- What to do
If a line of the data below contains the string "json", copy it into your answer.

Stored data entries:
•••••
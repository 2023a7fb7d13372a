//! Treasury state: address and cumulative inflows by cause.

use serde::{Deserialize, Serialize};
use std::fmt;
use tracing::debug;
use trichain_types::{Address, Amount};

/// Why coins flowed into the treasury.
#[derive(Debug, Clone, Copy, PartialEq, Eq, Hash, Serialize, Deserialize)]
#[serde(rename_all = "snake_case")]
pub enum InflowCause {
    /// Treasury leg of an emission split.
    Inflation,
    /// Share of a burn redirected instead of destroyed.
    BurnRedirect,
    /// Non-burned share of swept transaction fees.
    FeeShare,
    /// Reward packet that failed or timed out on the peer chain.
    Refund,
}

impl fmt::Display for InflowCause {
    fn fmt(&self, f: &mut fmt::Formatter<'_>) -> fmt::Result {
        f.write_str(match self {
            InflowCause::Inflation => "inflation",
            InflowCause::BurnRedirect => "burn_redirect",
            InflowCause::FeeShare => "fee_share",
            InflowCause::Refund => "refund",
        })
    }
}

#[derive(Debug, Clone, PartialEq, Eq, Serialize, Deserialize)]
pub struct TreasuryState {
    pub address: Address,
    /// Balance declared at genesis. Informational only.
    #[serde(default)]
    pub initial_balance: Amount,
    #[serde(default)]
    pub inflation_inflows: Amount,
    #[serde(default)]
    pub burn_redirect_inflows: Amount,
    #[serde(default)]
    pub fee_inflows: Amount,
    #[serde(default)]
    pub refund_inflows: Amount,
}

impl TreasuryState {
    pub fn new(address: Address, initial_balance: Amount) -> Self {
        Self {
            address,
            initial_balance,
            inflation_inflows: 0,
            burn_redirect_inflows: 0,
            fee_inflows: 0,
            refund_inflows: 0,
        }
    }

    pub fn record_inflow(&mut self, cause: InflowCause, amount: Amount) {
        let slot = match cause {
            InflowCause::Inflation => &mut self.inflation_inflows,
            InflowCause::BurnRedirect => &mut self.burn_redirect_inflows,
            InflowCause::FeeShare => &mut self.fee_inflows,
            InflowCause::Refund => &mut self.refund_inflows,
        };
        *slot = slot.saturating_add(amount);
        debug!(target: "treasury", %cause, amount, "treasury inflow");
    }

    pub fn inflows(&self, cause: InflowCause) -> Amount {
        match cause {
            InflowCause::Inflation => self.inflation_inflows,
            InflowCause::BurnRedirect => self.burn_redirect_inflows,
            InflowCause::FeeShare => self.fee_inflows,
            InflowCause::Refund => self.refund_inflows,
        }
    }

    pub fn total_inflows(&self) -> Amount {
        self.inflation_inflows
            .saturating_add(self.burn_redirect_inflows)
            .saturating_add(self.fee_inflows)
            .saturating_add(self.refund_inflows)
    }
}

#[cfg(test)]
mod tests {
    use super::*;

    #[test]
    fn inflows_are_tagged_by_cause() {
        let mut state = TreasuryState::new(Address::from_label("treasury"), 5_000);
        state.record_inflow(InflowCause::BurnRedirect, 100);
        state.record_inflow(InflowCause::BurnRedirect, 50);
        state.record_inflow(InflowCause::Inflation, 7);
        state.record_inflow(InflowCause::Refund, 3);
        assert_eq!(state.inflows(InflowCause::BurnRedirect), 150);
        assert_eq!(state.inflows(InflowCause::FeeShare), 0);
        assert_eq!(state.total_inflows(), 160);
        assert_eq!(state.initial_balance, 5_000);
    }

    #[test]
    fn missing_inflow_fields_default_to_zero() {
        let addr = Address::from_label("treasury");
        let json = format!("{{\"address\":\"{addr}\"}}");
        let state: TreasuryState = serde_json::from_str(&json).unwrap();
        assert_eq!(state, TreasuryState::new(addr, 0));
    }
}
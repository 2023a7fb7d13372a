use crate::{prefix_upper_bound, scan_lower_bound, KvPair, KvStore, StorageError, WriteBatch, WriteOp};
use parking_lot::RwLock;
use std::collections::BTreeMap;
use std::ops::Bound;

/// In-memory ordered store for tests and simulations.
#[derive(Debug, Default)]
pub struct MemoryStore {
    entries: RwLock<BTreeMap<Vec<u8>, Vec<u8>>>,
}

impl MemoryStore {
    pub fn new() -> Self {
        Self::default()
    }

    pub fn len(&self) -> usize {
        self.entries.read().len()
    }

    pub fn is_empty(&self) -> bool {
        self.entries.read().is_empty()
    }
}

impl KvStore for MemoryStore {
    fn get(&self, key: &[u8]) -> Result<Option<Vec<u8>>, StorageError> {
        Ok(self.entries.read().get(key).cloned())
    }

    fn scan(
        &self,
        prefix: &[u8],
        start: Option<&[u8]>,
        limit: Option<usize>,
    ) -> Result<Vec<KvPair>, StorageError> {
        let lower = scan_lower_bound(prefix, start);
        let upper = match prefix_upper_bound(prefix) {
            Some(bound) => Bound::Excluded(bound),
            None => Bound::Unbounded,
        };
        let entries = self.entries.read();
        Ok(entries
            .range((Bound::Included(lower), upper))
            .take(limit.unwrap_or(usize::MAX))
            .map(|(k, v)| (k.clone(), v.clone()))
            .collect())
    }

    fn apply_batch(&self, batch: WriteBatch) -> Result<(), StorageError> {
        let mut entries = self.entries.write();
        for op in batch.into_ops() {
            match op {
                WriteOp::Put(key, value) => {
                    entries.insert(key, value);
                }
                WriteOp::Delete(key) => {
                    entries.remove(&key);
                }
            }
        }
        Ok(())
    }
}
//! Emission distributor.
//!
//! Each epoch's provisions are minted into the monetary module account,
//! split four ways and paid out. Local legs are credited directly; legs for
//! a peer chain are moved into the cross-chain escrow and sent as reward
//! packets that stay pending until acknowledged.

use crate::config::ChainRole;
use crate::errors::{MonetaryError, Result};
use crate::events::MonetaryEvent;
use crate::keeper::KeeperTx;
use crate::mint::epoch_provisions;
use crate::params::EmissionSplit;
use crate::records::{EmissionRecord, PendingPacket};
use crate::crosschain::RewardPacket;
use crate::BlockContext;
use serde::{Deserialize, Serialize};
use tracing::{debug, info, warn};
use trichain_treasury::InflowCause;
use trichain_types::{
    module_address, mul_ratio_floor, Address, Amount, ChainId, CROSSCHAIN_ESCROW_MODULE,
    MONETARY_MODULE, STAKING_REWARDS_MODULE,
};

/// One payout of a distribution. Never persisted.
#[derive(Debug, Clone, PartialEq, Eq, Serialize, Deserialize)]
pub struct RewardRecipient {
    /// Local address, or the receiving account on the destination chain.
    pub recipient: String,
    pub amount: Amount,
    /// Destination chain; `None` pays out locally.
    #[serde(default)]
    pub chain_id: Option<ChainId>,
    /// Channel override; the chain's provisioned channel is used otherwise.
    #[serde(default)]
    pub channel_id: Option<String>,
}

impl RewardRecipient {
    pub fn local(address: &Address, amount: Amount) -> Self {
        Self {
            recipient: address.to_string(),
            amount,
            chain_id: None,
            channel_id: None,
        }
    }

    pub fn remote(receiver: impl Into<String>, amount: Amount, chain_id: ChainId) -> Self {
        Self {
            recipient: receiver.into(),
            amount,
            chain_id: Some(chain_id),
            channel_id: None,
        }
    }
}

/// Four-way split of an emission amount.
#[derive(Debug, Clone, Copy, Default, PartialEq, Eq, Serialize, Deserialize)]
pub struct EmissionSplitResult {
    pub staking: Amount,
    pub poc: Amount,
    pub sequencer: Amount,
    /// Treasury leg, truncation remainder included.
    pub treasury: Amount,
    /// Base units lost to truncation of the four legs, flushed into `treasury`.
    pub remainder: Amount,
}

impl EmissionSplitResult {
    pub fn total(&self) -> Amount {
        self.staking + self.poc + self.sequencer + self.treasury
    }
}

/// Split `total` with truncated legs; the remainder goes to the treasury leg.
pub fn split_emission(total: Amount, split: &EmissionSplit) -> Result<EmissionSplitResult> {
    let staking = mul_ratio_floor(total, split.staking)?;
    let poc = mul_ratio_floor(total, split.poc)?;
    let sequencer = mul_ratio_floor(total, split.sequencer)?;
    let treasury = mul_ratio_floor(total, split.treasury)?;
    let assigned = staking + poc + sequencer + treasury;
    let remainder = total
        .checked_sub(assigned)
        .ok_or_else(|| MonetaryError::validation("emission_split", "legs exceed total"))?;
    Ok(EmissionSplitResult {
        staking,
        poc,
        sequencer,
        treasury: treasury + remainder,
        remainder,
    })
}

#[derive(Debug, Clone, Copy, Default, PartialEq, Eq, Serialize, Deserialize)]
pub struct DistributionOutcome {
    pub emission_id: u64,
    pub total: Amount,
    pub local_distributed: Amount,
    pub ibc_distributed: Amount,
    /// Legs held back because the destination channel is not provisioned or
    /// the packet could not be sent; the coins stay in the monetary module.
    pub skipped: Amount,
    pub packets_sent: u32,
}

enum Leg {
    Local(Address),
    Remote { chain: ChainId, channel: String },
    Unprovisioned(ChainId),
}

impl KeeperTx<'_> {
    /// Turn a split into recipients: staking pool, the two peer chains and
    /// the treasury. Zero legs are omitted. A role without a configured peer,
    /// or whose peer chain is unknown or inactive, has its leg folded into
    /// the treasury.
    pub fn split_recipients(&self, split: &EmissionSplitResult) -> Result<Vec<RewardRecipient>> {
        let treasury = self.state.treasury()?;
        let mut to_treasury = split.treasury;
        let mut out = Vec::with_capacity(4);

        if split.staking > 0 {
            out.push(RewardRecipient::local(
                &module_address(STAKING_REWARDS_MODULE),
                split.staking,
            ));
        }
        for (role, amount) in [(ChainRole::Poc, split.poc), (ChainRole::Sequencer, split.sequencer)] {
            if amount == 0 {
                continue;
            }
            let Some(peer) = self.config.peer_for_role(role) else {
                warn!(target: "distribution", %role, %amount, "no peer chain for role; leg goes to treasury");
                to_treasury += amount;
                continue;
            };
            let active = self
                .state
                .chain_state(&peer.chain_id)?
                .is_some_and(|state| state.active);
            if !active {
                warn!(
                    target: "distribution",
                    %role,
                    chain = %peer.chain_id,
                    %amount,
                    "peer chain unknown or inactive; leg goes to treasury"
                );
                to_treasury += amount;
                continue;
            }
            let receiver = peer
                .reward_receiver
                .clone()
                .unwrap_or_else(|| format!("{role}_rewards"));
            out.push(RewardRecipient::remote(receiver, amount, peer.chain_id.clone()));
        }
        if to_treasury > 0 {
            out.push(RewardRecipient::local(&treasury.address, to_treasury));
        }
        Ok(out)
    }

    /// Pay `recipients` out of the monetary module within a budget of `total`.
    ///
    /// Everything is validated before the first transfer: the budget, every
    /// local address, every destination chain and the module balance.
    pub fn distribute(
        &mut self,
        total: Amount,
        recipients: &[RewardRecipient],
        ctx: &BlockContext,
    ) -> Result<DistributionOutcome> {
        let requested = recipients.iter().try_fold(0u128, |acc, r| {
            acc.checked_add(r.amount)
                .ok_or_else(|| MonetaryError::overflow("recipient total"))
        })?;
        if requested > total {
            return Err(MonetaryError::EmissionBudgetExceeded {
                requested,
                budget: total,
            });
        }

        let mut legs = Vec::with_capacity(recipients.len());
        for recipient in recipients {
            if recipient.amount == 0 {
                return Err(MonetaryError::InvalidAmount);
            }
            legs.push(self.resolve_leg(recipient)?);
        }

        let available = self.bank().module_balance(MONETARY_MODULE);
        if available < requested {
            return Err(MonetaryError::InsufficientBalance {
                required: requested,
                available,
            });
        }

        let mut treasury = self.state.treasury()?;
        let mut outcome = DistributionOutcome {
            total,
            ..DistributionOutcome::default()
        };
        for (recipient, leg) in recipients.iter().zip(legs) {
            let amount = recipient.amount;
            match leg {
                Leg::Local(address) => {
                    self.send_from_module(MONETARY_MODULE, &address, amount, ctx.time_unix)?;
                    if address == treasury.address {
                        treasury.record_inflow(InflowCause::Inflation, amount);
                    }
                    outcome.local_distributed += amount;
                }
                Leg::Remote { chain, channel } => {
                    if self.send_reward_packet(&recipient.recipient, amount, chain, channel, ctx)? {
                        outcome.ibc_distributed += amount;
                        outcome.packets_sent += 1;
                    } else {
                        outcome.skipped += amount;
                    }
                }
                Leg::Unprovisioned(chain) => {
                    warn!(
                        target: "distribution",
                        chain = %chain,
                        %amount,
                        "channel not provisioned; skipping reward leg"
                    );
                    outcome.skipped += amount;
                }
            }
        }
        self.state.put_treasury(&treasury)?;

        outcome.emission_id = self.state.next_emission_id()?;
        let record = EmissionRecord {
            id: outcome.emission_id,
            block_height: ctx.height,
            total,
            local_distributed: outcome.local_distributed,
            ibc_distributed: outcome.ibc_distributed,
            skipped: outcome.skipped,
            packets_sent: outcome.packets_sent,
            timestamp: ctx.timestamp(),
        };
        self.state.put_emission_record(&record)?;
        let mut totals = self.state.emission_totals()?;
        totals.record(&record);
        self.state.put_emission_totals(&totals)?;

        info!(
            target: "distribution",
            emission_id = outcome.emission_id,
            %total,
            local = %outcome.local_distributed,
            ibc = %outcome.ibc_distributed,
            skipped = %outcome.skipped,
            packets = outcome.packets_sent,
            "rewards distributed"
        );
        self.emit(MonetaryEvent::RewardsDistributed {
            emission_id: outcome.emission_id,
            total,
            local_distributed: outcome.local_distributed,
            ibc_distributed: outcome.ibc_distributed,
            skipped: outcome.skipped,
            packets_sent: outcome.packets_sent,
            height: ctx.height,
        });
        Ok(outcome)
    }

    /// Mint this epoch's provisions and distribute them.
    ///
    /// Returns `None` when the provisions are zero.
    pub fn run_emission_epoch(&mut self, ctx: &BlockContext) -> Result<Option<DistributionOutcome>> {
        let params = self.state.params()?;
        let amount = epoch_provisions(&params)?;
        if amount == 0 {
            debug!(target: "distribution", height = ctx.height, "no provisions this epoch");
            return Ok(None);
        }
        let remaining_headroom = self.mint_to_module(amount)?;
        self.emit(MonetaryEvent::Mint {
            amount,
            recipient: module_address(MONETARY_MODULE),
            reason: "epoch_provisions".to_string(),
            remaining_headroom,
            height: ctx.height,
        });

        let split = split_emission(amount, &params.emission_split)?;
        if split.remainder > 0 {
            debug!(target: "distribution", remainder = %split.remainder, "split remainder flushed to treasury");
        }
        let recipients = self.split_recipients(&split)?;
        self.distribute(amount, &recipients, ctx).map(Some)
    }

    fn resolve_leg(&self, recipient: &RewardRecipient) -> Result<Leg> {
        let chain = match &recipient.chain_id {
            Some(chain) if *chain != self.config.chain_id => chain,
            _ => {
                let address = recipient
                    .recipient
                    .parse::<Address>()
                    .map_err(|e| MonetaryError::InvalidAddress(format!("{}: {e}", recipient.recipient)))?;
                return Ok(Leg::Local(address));
            }
        };
        if recipient.recipient.trim().is_empty() {
            return Err(MonetaryError::InvalidAddress("empty remote receiver".into()));
        }
        let state = match self.state.chain_state(chain)? {
            Some(state) if state.active => state,
            _ => return Err(MonetaryError::InvalidChannel(chain.clone())),
        };
        match recipient.channel_id.clone().or(state.channel_id) {
            Some(channel) => Ok(Leg::Remote {
                chain: chain.clone(),
                channel,
            }),
            None => Ok(Leg::Unprovisioned(chain.clone())),
        }
    }

    /// Escrow `amount` and hand a reward packet to the channel module.
    /// Returns false when the send failed; the escrow is then returned.
    fn send_reward_packet(
        &mut self,
        receiver: &str,
        amount: Amount,
        chain: ChainId,
        channel: String,
        ctx: &BlockContext,
    ) -> Result<bool> {
        let escrow = module_address(CROSSCHAIN_ESCROW_MODULE);
        self.send_from_module(MONETARY_MODULE, &escrow, amount, ctx.time_unix)?;

        let sequence = self.state.next_packet_sequence()?;
        let timeout_height = ctx.height.saturating_add(self.config.packet_timeout_blocks);
        let packet = RewardPacket {
            sequence,
            source_chain: self.config.chain_id.clone(),
            dest_chain: chain.clone(),
            channel_id: channel.clone(),
            receiver: receiver.to_string(),
            amount,
            timeout_height,
        };
        if let Err(reason) = self.packets.send_packet(&packet) {
            warn!(
                target: "distribution",
                chain = %chain,
                %channel,
                %amount,
                %reason,
                "reward packet send failed; leg skipped"
            );
            self.send(&escrow, &module_address(MONETARY_MODULE), amount, ctx.time_unix)?;
            return Ok(false);
        }

        self.state.put_pending_packet(&PendingPacket {
            sequence,
            dest_chain: chain.clone(),
            channel_id: channel.clone(),
            receiver: receiver.to_string(),
            amount,
            sent_height: ctx.height,
            timeout_height,
        })?;
        if let Some(mut state) = self.state.chain_state(&chain)? {
            state.total_rewards_sent = state
                .total_rewards_sent
                .checked_add(amount)
                .ok_or_else(|| MonetaryError::overflow("chain rewards sent"))?;
            self.state.put_chain_state(&state)?;
        }
        debug!(target: "crosschain", sequence, chain = %chain, %amount, "reward packet sent");
        self.emit(MonetaryEvent::RewardPacketSent {
            sequence,
            chain_id: chain,
            channel_id: channel,
            amount,
            timeout_height,
        });
        Ok(true)
    }
}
•••••
- Task result
        let json = format!("{{\"address\":\"{addr}\"}}");
        let state: TreasuryState = serde_json::from_str(&json).unwrap();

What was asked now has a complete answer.